_TASK GOAL_:
Here are the records. Write out exactly the lines between the one holding "Stream list taken" and the one holding "pub fn new(streams: Vec<StreamInfo>)", inclusive.

[[ INPUT RECORDS, beginning ]]

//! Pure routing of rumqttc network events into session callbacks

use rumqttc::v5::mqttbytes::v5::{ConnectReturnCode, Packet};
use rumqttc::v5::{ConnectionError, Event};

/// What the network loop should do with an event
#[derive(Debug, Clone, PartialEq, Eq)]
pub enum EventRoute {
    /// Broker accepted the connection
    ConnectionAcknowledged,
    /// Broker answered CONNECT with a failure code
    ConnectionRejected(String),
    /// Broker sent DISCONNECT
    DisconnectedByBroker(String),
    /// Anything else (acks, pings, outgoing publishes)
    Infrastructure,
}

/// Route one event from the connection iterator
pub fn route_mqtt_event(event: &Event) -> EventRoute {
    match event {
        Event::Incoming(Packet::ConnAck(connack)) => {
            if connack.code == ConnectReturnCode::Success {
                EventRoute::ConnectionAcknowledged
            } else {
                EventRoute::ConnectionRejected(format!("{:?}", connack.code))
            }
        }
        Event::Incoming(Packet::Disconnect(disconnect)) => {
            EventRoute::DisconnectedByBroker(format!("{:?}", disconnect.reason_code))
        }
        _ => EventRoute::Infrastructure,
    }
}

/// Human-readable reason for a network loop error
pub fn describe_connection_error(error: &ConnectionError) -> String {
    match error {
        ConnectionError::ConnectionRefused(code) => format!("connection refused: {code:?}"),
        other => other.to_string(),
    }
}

[[ INPUT RECORDS, end ]]
[[ INPUT RECORDS, beginning ]]

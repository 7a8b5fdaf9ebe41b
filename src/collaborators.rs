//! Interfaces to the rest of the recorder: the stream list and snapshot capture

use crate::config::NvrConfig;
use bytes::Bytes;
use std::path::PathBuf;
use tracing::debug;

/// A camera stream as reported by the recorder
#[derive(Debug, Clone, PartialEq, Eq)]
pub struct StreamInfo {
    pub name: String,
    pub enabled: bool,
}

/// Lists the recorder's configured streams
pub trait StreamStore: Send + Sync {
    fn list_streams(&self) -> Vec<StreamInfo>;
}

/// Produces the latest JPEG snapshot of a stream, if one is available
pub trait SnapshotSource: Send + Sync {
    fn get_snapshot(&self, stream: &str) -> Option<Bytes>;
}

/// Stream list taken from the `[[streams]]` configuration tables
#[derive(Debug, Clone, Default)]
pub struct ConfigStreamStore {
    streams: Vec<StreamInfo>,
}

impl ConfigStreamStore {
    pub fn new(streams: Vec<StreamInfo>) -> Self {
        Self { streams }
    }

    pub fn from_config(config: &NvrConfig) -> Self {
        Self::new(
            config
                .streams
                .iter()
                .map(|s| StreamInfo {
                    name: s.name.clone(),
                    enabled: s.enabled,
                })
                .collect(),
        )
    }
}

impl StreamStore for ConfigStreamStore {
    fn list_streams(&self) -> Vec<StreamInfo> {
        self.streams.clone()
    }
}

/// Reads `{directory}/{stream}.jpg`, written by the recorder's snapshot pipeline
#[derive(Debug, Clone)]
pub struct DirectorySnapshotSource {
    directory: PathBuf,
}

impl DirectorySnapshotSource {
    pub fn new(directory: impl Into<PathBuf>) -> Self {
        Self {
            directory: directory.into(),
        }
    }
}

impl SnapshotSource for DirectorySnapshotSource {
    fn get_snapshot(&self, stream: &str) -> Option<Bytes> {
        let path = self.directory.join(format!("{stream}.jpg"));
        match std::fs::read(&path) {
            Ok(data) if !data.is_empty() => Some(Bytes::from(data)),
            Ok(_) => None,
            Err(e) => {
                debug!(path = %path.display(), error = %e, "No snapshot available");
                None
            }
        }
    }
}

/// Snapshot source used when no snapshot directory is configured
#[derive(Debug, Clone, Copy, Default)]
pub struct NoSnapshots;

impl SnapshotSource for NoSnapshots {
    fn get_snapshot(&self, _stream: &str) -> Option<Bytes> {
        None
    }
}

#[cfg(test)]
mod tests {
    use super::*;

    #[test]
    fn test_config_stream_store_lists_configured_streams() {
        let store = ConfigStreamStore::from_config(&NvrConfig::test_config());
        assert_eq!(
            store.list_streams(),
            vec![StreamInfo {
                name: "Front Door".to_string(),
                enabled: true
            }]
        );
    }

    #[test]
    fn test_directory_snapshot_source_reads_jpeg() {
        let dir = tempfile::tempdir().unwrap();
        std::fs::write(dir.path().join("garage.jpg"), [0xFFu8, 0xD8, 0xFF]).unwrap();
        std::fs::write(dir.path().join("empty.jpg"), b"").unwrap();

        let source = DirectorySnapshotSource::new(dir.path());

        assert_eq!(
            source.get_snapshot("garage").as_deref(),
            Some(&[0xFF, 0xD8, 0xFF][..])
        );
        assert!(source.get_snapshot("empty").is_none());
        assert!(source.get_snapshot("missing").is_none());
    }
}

[[ INPUT RECORDS, end ]]

_SOLUTION TO THIS PROBLEM_:
/// Stream list taken from the `[[streams]]` configuration tables
#[derive(Debug, Clone, Default)]
pub struct ConfigStreamStore {
    streams: Vec<StreamInfo>,
}

impl ConfigStreamStore {
    pub fn new(streams: Vec<StreamInfo>) -> Self {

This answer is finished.